Data from 2015 (Twenge, Jean M. Ph. D., p. 51) shows that Generation Z seniors spent over two hours texting, two hours on the internet, one and one-half hours electronic gaming, and half an hour on video chat each day.  In 2015, teens were spending twice as much time online as seniors a decade before. Put another way, that’s six and one-half hours each day not reading books. Sixty percent of all GenZ kids cite YouTube as their preferred way to learn, and in recent years, my gifted elementary students have begun listing professional gamer and YouTuber as future career choices—though, as one of my second graders pointed out—"My dad says that’s not really a valid career choice.” 

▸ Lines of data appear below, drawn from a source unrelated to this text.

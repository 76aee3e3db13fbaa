//! # Checkout Simulator
//!
//! Runs one checkout screen visit end to end against the configured
//! snapshot store and remote order service.
//!
//! ## Usage
//! ```bash
//! # New order, two guests, table 12
//! cargo run -p tavola-sync --bin checkout-sim
//!
//! # Reopen an existing order
//! cargo run -p tavola-sync --bin checkout-sim -- 1842
//!
//! # Point at a server and a throwaway database
//! TAVOLA_REMOTE_URL=http://localhost:8080/api \
//! TAVOLA_DATABASE_PATH=./data/tavola.db \
//!     cargo run -p tavola-sync --bin checkout-sim
//! ```
//!
//! Without a remote URL the draft save fails with `RemoteDisabled` and the
//! snapshot stays under its local key, which is what the terminal does
//! offline.

use rust_decimal::Decimal;
use std::sync::Arc;
use tracing::{error, info, warn};
use tracing_subscriber::EnvFilter;

use tavola_core::validation::{parse_discount_input, validate_order_id};
use tavola_core::{
    CatalogItem, Customer, CustomerGroup, DiscountKind, ExclusionKind, ExclusionResolver,
    ExclusionRule, ItemKind, Money,
};
use tavola_db::{Database, DbConfig};
use tavola_sync::{
    DraftSynchronizer, ExitOutcome, HttpOrderService, MountParams, OfflineOrderService,
    RemoteOrderService, SnapshotStore, SyncConfig,
};

fn init_tracing() {
    let filter = EnvFilter::try_from_default_env()
        .unwrap_or_else(|_| EnvFilter::new("info,tavola=debug,sqlx=warn"));

    tracing_subscriber::fmt().with_env_filter(filter).init();
}

/// A small bar menu: two drinks, a dish and a tech card for the house
/// cocktail. Wine is excluded from discounts by category.
fn demo_catalog() -> (Vec<CatalogItem>, Vec<ExclusionRule>) {
    let item = |id: &str, kind, name: &str, cents, category: &str| CatalogItem {
        id: id.to_string(),
        kind,
        name: name.to_string(),
        price: Money::from_cents(cents),
        category_id: Some(category.to_string()),
        exclude_from_discounts: false,
    };

    let catalog = vec![
        item("espresso", ItemKind::Product, "Espresso", 250, "coffee"),
        item("chianti", ItemKind::Product, "Chianti (glass)", 900, "wine"),
        item("carbonara", ItemKind::Product, "Carbonara", 1450, "kitchen"),
        item("negroni", ItemKind::TechCard, "House Negroni", 1100, "bar"),
    ];

    let rules = vec![ExclusionRule {
        id: "no-wine-discounts".to_string(),
        kind: ExclusionKind::Category,
        entity_id: "wine".to_string(),
        active: true,
    }];

    (catalog, rules)
}

#[tokio::main]
async fn main() -> Result<(), Box<dyn std::error::Error>> {
    init_tracing();

    let config = SyncConfig::load_or_default(None);
    info!(terminal = %config.terminal.name, remote = config.is_remote_enabled(), "Checkout simulator starting");

    let db_path = config.database_path();
    if let Some(parent) = db_path.parent() {
        std::fs::create_dir_all(parent)?;
    }
    let db = Database::new(DbConfig::new(&db_path)).await?;

    let store: Arc<dyn SnapshotStore> = Arc::new(db.snapshots());
    let remote: Arc<dyn RemoteOrderService> = match HttpOrderService::from_config(&config)? {
        Some(http) => Arc::new(http),
        None => Arc::new(OfflineOrderService),
    };
    let sync = DraftSynchronizer::new(store, remote)
        .with_key_prefix(config.storage.key_prefix.clone());

    let order_id = std::env::args()
        .nth(1)
        .map(|raw| validate_order_id(&raw))
        .transpose()?;

    let leftovers = db.snapshots().order_ids(&config.storage.key_prefix).await?;
    if !leftovers.is_empty() {
        info!(count = leftovers.len(), "Orders with a stored snapshot on this terminal");
    }

    let (catalog, rules) = demo_catalog();
    let resolver = ExclusionResolver::new(&rules, &catalog);
    let price_of = |id: &str| {
        catalog
            .iter()
            .find(|c| c.id == id)
            .map(|c| (c.item_ref(), c.price))
    };

    let mut session = sync
        .mount(
            MountParams::new(order_id).guest_count(2).table_number(Some(12)),
            resolver,
        )
        .await?;

    if session.needs_refresh() {
        if let Err(e) = session.refresh_from_remote().await {
            warn!(error = %e, "Showing the local snapshot");
        }
    }

    // Guest 1: coffee and wine, 10% off (wine stays full price)
    for id in ["espresso", "espresso", "chianti"] {
        if let Some((item_ref, price)) = price_of(id) {
            session
                .apply(|o, r| o.add_item(r, 1, item_ref, price))
                .await?;
        }
    }
    let ten_percent = parse_discount_input(DiscountKind::Percentage, "10")?;
    session
        .apply(|o, r| o.set_discount(r, 1, DiscountKind::Percentage, ten_percent))
        .await?;

    // Guest 2: a regular with a group discount
    let regular = Customer {
        id: "cust-17".to_string(),
        name: "Giulia".to_string(),
        phone: None,
        group: Some(CustomerGroup {
            id: "friends".to_string(),
            name: "Friends of the house".to_string(),
            discount_percentage: Decimal::from(15),
        }),
    };
    for id in ["carbonara", "negroni"] {
        if let Some((item_ref, price)) = price_of(id) {
            session
                .apply(|o, r| o.add_item(r, 2, item_ref, price))
                .await?;
        }
    }
    session
        .apply(|o, r| o.assign_customer(r, 2, Some(regular)))
        .await?;

    let order = session.order();
    for guest in order.guests() {
        info!(
            guest = guest.guest_number(),
            items = guest.item_count(),
            subtotal = %guest.subtotal(),
            discount = %guest.discount().amount,
            total = %guest.final_amount(),
            "Guest bill"
        );
    }
    info!(
        order_id = %order.order_id(),
        subtotal = %order.subtotal(),
        discount = %order.total_discount(),
        total = %order.total_amount(),
        "Order totals"
    );

    match session.exit().await {
        ExitOutcome::Discarded => info!("Nothing to keep"),
        ExitOutcome::Retained => info!("Order already on the server"),
        ExitOutcome::SavingDraft(save) => match save.await {
            Ok(Ok(id)) => info!(order_id = %id, "Draft stored remotely"),
            Ok(Err(e)) => warn!(error = %e, "Draft kept locally"),
            Err(e) => error!(error = %e, "Draft save task failed"),
        },
    }

    db.close().await;
    Ok(())
}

This is not to say our GenZ kids disdain words. My students love storytelling, and sharing picture books and read-alouds in circle time just as much as kids always have—maybe even more. Recent research published in the Journal of Neuroscience explained that listening to audiobooks and reading showed virtually identical brain activity. This is not to say that reading in and of itself does not have inherent intellectual and academic value. We understand that intelligence, learning, student engagement, achievement, and discovery, however, go well beyond the written word. Let’s step back and survey the education landscape in our present cultural context and recognize that the one key to student engagement for Generation Z is visual and nonverbal.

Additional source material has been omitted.